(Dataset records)
+--
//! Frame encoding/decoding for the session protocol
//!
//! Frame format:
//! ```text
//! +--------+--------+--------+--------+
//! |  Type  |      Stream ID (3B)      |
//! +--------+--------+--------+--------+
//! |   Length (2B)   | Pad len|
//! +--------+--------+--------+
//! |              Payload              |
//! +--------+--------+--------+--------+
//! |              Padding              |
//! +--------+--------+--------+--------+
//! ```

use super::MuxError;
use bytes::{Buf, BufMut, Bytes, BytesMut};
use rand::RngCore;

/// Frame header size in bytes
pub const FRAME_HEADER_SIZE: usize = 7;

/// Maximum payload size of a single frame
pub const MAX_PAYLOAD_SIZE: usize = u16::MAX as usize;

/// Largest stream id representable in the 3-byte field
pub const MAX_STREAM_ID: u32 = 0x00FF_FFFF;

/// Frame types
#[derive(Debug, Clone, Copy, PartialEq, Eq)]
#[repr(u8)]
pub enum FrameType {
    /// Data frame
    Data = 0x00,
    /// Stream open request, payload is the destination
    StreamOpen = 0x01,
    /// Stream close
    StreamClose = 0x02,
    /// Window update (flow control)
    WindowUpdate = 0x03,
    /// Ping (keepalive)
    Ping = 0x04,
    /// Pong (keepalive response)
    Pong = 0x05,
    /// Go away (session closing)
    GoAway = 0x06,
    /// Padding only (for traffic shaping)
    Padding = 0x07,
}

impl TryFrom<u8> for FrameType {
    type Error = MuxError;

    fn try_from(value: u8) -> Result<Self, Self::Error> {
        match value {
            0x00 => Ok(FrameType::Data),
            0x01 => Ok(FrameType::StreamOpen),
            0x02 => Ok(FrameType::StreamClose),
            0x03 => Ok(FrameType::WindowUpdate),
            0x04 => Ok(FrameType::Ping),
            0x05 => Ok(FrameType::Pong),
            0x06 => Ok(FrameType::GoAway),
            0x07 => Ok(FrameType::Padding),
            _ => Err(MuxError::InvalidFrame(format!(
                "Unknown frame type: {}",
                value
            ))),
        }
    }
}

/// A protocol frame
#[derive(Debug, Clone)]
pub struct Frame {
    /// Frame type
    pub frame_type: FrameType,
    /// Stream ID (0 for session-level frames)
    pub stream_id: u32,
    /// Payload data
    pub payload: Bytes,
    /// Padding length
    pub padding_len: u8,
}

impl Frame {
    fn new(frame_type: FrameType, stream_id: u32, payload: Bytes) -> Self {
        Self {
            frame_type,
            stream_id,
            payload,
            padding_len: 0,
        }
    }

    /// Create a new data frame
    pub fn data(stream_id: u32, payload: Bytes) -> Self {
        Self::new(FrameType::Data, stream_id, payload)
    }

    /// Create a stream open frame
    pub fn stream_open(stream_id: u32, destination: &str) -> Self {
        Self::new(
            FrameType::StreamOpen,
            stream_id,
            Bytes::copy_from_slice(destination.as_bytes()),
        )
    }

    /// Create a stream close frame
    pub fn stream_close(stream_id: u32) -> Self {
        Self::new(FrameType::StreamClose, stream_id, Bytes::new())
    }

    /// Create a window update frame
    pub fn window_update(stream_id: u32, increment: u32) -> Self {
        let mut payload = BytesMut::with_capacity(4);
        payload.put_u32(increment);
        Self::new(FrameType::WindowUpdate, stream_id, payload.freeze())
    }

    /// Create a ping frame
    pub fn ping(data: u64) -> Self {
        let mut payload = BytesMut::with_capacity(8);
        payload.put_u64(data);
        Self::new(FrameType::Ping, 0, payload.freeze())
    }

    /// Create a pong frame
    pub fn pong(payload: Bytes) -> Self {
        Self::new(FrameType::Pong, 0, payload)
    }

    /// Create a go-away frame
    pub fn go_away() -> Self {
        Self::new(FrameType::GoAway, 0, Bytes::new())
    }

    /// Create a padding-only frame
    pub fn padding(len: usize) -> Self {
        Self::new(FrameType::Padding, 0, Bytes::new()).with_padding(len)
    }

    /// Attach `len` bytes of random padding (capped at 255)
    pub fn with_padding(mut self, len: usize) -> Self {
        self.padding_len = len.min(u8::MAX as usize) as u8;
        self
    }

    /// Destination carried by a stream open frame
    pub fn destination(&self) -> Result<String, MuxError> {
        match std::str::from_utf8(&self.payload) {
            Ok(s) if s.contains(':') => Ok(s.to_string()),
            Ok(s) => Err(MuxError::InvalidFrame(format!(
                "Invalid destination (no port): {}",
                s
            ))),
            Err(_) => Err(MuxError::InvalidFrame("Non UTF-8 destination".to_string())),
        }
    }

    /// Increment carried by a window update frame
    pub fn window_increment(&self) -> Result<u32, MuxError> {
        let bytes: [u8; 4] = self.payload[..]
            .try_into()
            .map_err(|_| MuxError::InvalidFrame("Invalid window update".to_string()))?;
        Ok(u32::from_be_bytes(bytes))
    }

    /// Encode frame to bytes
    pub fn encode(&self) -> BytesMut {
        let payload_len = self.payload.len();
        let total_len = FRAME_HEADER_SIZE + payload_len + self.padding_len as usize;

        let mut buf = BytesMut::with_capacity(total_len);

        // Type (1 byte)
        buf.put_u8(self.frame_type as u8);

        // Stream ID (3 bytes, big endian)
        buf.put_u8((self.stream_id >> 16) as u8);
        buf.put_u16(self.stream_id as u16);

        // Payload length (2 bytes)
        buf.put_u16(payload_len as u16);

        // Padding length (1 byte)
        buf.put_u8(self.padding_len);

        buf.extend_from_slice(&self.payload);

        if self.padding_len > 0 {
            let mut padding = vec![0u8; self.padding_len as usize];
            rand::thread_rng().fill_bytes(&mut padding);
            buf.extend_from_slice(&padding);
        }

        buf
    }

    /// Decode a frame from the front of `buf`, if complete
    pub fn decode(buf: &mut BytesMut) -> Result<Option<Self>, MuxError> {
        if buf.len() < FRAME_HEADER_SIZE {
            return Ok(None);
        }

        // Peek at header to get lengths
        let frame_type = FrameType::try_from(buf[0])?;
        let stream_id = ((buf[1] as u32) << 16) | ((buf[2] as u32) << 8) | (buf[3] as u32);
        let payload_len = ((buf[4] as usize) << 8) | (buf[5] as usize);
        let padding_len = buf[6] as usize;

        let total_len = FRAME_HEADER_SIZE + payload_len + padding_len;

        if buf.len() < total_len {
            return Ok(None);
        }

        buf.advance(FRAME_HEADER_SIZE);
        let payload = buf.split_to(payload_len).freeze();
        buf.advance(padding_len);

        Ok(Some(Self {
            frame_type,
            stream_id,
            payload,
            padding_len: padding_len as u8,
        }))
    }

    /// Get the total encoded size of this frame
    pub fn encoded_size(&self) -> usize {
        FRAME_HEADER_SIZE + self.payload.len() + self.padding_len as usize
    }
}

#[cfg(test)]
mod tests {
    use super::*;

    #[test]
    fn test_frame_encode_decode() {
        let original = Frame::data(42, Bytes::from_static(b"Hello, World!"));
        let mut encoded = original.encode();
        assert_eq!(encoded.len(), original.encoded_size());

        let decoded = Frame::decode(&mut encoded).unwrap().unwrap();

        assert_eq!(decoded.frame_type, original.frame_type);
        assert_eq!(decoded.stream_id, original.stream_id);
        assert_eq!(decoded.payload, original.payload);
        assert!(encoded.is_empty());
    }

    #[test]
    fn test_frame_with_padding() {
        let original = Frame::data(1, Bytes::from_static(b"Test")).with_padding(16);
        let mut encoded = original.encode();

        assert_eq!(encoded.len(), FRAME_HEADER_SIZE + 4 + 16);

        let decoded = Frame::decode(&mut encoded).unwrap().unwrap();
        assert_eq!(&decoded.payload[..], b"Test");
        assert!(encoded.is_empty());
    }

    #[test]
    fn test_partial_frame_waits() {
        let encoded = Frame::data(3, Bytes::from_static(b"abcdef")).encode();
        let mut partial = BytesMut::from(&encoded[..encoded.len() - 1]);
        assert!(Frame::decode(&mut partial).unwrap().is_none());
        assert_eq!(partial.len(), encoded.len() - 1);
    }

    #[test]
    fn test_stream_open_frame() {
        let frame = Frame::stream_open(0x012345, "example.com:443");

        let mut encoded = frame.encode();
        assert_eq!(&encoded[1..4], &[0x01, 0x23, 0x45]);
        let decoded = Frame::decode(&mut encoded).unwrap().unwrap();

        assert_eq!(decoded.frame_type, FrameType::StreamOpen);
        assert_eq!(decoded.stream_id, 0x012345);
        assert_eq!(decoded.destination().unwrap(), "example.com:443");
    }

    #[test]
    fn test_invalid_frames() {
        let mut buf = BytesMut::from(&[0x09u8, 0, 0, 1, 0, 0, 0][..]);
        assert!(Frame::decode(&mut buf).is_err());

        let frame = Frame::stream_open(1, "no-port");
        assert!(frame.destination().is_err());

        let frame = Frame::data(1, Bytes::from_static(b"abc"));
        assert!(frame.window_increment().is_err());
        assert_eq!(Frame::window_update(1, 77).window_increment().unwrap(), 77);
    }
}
+--
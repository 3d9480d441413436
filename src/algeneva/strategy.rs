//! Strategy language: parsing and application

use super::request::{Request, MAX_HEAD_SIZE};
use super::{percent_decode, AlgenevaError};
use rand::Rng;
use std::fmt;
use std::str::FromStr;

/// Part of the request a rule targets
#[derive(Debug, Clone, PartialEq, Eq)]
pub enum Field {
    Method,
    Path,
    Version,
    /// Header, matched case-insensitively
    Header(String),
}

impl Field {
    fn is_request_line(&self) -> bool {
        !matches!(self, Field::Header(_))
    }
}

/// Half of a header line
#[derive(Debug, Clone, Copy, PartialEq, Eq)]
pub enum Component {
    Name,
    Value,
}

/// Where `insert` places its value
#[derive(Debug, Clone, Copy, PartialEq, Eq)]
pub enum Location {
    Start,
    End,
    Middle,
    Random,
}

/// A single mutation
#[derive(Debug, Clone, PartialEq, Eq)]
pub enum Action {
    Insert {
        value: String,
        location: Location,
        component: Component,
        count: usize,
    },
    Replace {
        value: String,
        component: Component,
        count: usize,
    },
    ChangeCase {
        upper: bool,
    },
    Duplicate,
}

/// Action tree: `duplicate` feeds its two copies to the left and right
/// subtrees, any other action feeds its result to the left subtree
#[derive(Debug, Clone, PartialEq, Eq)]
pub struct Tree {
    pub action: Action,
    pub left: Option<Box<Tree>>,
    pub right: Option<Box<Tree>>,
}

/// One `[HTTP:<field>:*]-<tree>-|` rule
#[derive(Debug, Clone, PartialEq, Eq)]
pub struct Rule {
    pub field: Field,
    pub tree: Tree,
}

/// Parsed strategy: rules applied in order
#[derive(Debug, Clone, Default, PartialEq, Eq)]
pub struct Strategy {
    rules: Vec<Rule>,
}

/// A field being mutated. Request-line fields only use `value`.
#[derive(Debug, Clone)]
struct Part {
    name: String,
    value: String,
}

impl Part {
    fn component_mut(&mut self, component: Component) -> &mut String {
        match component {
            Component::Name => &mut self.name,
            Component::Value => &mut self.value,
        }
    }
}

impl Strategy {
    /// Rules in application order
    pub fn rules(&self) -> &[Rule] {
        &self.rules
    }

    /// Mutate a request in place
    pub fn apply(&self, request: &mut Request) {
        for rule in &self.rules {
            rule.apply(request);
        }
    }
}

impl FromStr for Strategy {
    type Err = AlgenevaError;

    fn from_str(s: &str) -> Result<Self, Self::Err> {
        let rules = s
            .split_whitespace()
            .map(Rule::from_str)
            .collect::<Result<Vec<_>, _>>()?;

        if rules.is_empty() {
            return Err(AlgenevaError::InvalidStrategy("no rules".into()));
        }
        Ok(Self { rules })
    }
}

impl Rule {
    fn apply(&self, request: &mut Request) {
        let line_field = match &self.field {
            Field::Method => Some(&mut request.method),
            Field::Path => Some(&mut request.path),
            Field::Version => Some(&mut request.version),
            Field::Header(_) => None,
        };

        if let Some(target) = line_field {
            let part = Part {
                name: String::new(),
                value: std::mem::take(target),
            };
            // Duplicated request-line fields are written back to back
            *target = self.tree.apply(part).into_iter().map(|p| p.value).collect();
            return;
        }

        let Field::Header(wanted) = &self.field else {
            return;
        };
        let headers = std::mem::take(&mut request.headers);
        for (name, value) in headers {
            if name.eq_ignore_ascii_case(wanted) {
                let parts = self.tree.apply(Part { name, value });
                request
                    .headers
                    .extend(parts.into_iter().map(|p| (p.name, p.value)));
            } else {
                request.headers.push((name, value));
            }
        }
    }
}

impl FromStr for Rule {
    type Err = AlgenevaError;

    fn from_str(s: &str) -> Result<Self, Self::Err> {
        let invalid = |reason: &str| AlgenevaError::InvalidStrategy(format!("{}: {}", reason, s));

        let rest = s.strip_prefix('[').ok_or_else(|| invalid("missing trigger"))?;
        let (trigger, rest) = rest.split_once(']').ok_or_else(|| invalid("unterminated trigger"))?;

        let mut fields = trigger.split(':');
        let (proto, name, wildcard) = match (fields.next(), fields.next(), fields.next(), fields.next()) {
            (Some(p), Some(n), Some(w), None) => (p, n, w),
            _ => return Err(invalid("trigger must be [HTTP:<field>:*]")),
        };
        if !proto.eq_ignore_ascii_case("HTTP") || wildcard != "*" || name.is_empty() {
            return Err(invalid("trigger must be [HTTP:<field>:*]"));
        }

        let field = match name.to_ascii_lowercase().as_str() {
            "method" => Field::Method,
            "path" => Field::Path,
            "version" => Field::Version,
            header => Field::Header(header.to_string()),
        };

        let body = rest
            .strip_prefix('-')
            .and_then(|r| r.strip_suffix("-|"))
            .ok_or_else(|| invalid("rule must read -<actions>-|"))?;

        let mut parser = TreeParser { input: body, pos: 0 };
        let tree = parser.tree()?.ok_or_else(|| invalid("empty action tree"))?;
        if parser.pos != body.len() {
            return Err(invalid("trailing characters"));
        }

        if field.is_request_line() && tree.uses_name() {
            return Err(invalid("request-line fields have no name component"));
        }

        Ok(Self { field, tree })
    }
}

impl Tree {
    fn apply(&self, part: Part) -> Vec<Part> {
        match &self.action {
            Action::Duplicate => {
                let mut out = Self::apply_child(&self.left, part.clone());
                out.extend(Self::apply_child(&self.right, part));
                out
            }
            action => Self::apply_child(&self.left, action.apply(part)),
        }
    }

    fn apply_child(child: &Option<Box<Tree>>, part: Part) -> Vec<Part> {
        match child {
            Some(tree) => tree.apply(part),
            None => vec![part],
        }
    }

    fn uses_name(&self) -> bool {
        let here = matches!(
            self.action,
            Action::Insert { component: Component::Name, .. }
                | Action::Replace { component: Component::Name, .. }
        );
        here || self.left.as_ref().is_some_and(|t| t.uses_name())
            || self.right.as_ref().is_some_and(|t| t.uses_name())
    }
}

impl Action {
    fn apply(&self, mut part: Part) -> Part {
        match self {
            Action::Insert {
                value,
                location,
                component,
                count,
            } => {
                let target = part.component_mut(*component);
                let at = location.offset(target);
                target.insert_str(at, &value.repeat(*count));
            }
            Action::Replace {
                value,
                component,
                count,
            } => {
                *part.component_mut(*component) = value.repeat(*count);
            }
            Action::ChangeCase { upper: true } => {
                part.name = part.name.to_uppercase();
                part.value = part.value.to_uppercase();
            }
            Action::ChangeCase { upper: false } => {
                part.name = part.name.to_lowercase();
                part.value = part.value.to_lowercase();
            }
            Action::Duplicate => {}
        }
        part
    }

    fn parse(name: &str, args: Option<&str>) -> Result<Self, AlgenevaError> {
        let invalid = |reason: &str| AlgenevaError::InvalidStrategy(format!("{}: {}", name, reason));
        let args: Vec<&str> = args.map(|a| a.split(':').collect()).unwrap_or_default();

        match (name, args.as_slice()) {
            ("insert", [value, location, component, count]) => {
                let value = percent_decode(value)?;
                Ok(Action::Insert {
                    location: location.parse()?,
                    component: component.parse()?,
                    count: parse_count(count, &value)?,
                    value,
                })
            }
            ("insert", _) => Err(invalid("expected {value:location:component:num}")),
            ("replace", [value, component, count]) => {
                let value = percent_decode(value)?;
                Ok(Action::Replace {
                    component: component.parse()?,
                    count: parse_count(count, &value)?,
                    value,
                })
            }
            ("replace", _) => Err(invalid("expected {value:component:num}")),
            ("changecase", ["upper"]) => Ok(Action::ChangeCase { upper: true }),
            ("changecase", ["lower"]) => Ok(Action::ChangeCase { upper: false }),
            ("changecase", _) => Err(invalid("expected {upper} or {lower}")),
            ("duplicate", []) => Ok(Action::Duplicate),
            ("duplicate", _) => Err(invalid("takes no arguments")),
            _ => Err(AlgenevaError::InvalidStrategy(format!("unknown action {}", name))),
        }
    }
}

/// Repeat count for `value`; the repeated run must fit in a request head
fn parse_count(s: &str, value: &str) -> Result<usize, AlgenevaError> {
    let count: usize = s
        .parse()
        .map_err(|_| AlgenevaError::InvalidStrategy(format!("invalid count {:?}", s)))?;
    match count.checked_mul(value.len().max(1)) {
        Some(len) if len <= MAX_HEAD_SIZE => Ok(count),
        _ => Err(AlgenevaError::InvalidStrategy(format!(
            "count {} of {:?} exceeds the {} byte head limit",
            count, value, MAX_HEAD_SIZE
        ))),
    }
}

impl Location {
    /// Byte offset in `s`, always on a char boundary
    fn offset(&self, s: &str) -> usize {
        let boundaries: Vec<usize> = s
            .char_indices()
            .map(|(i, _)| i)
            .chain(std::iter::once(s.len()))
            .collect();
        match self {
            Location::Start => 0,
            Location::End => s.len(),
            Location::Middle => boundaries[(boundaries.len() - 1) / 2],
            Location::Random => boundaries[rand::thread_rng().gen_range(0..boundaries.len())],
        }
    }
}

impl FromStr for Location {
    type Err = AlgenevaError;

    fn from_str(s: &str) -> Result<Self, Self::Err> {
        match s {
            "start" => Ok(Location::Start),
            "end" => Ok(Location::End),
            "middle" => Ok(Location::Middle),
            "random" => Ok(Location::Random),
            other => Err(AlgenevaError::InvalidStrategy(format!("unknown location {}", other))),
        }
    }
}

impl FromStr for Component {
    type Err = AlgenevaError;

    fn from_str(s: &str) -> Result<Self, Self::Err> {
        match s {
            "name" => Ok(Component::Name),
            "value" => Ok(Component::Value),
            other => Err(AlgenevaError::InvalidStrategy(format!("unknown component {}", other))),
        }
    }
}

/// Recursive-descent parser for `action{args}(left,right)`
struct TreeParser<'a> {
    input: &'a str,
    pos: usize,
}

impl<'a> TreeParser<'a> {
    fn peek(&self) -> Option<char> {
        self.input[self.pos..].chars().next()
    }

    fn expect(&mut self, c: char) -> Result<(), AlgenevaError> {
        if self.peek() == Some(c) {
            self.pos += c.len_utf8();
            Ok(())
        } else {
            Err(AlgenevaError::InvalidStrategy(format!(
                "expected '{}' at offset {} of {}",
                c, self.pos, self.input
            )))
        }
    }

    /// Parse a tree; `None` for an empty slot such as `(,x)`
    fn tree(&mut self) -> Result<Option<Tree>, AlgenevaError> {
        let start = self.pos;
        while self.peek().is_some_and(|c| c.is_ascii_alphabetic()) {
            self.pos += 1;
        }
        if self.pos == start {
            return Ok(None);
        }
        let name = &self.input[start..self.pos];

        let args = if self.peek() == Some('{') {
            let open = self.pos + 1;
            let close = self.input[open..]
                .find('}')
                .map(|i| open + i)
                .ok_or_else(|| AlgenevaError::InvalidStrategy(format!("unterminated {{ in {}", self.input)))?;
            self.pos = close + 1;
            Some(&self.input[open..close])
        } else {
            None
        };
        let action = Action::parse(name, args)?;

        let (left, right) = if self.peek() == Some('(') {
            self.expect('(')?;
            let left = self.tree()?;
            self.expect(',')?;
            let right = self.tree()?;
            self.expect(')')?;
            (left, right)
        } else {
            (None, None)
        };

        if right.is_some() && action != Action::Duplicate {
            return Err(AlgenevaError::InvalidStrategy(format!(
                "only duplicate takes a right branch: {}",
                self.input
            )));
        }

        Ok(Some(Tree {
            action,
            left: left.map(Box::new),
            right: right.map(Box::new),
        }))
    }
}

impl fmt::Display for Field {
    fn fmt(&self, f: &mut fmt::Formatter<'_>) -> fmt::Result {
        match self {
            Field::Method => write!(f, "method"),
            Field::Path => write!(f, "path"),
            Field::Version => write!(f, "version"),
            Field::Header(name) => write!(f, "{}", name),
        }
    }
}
+--
# Exercise goal
Look above for the line holding "part.name = part.name.to_uppercase();". Print it and every line after it, exactly, through the line holding "fn parse(name: &str, args: Option<&str>)".

# Response
                part.name = part.name.to_uppercase();
                part.value = part.value.to_uppercase();
            }
            Action::ChangeCase { upper: false } => {
                part.name = part.name.to_lowercase();
                part.value = part.value.to_lowercase();
            }
            Action::Duplicate => {}
        }
        part
    }

    fn parse(name: &str, args: Option<&str>) -> Result<Self, AlgenevaError> {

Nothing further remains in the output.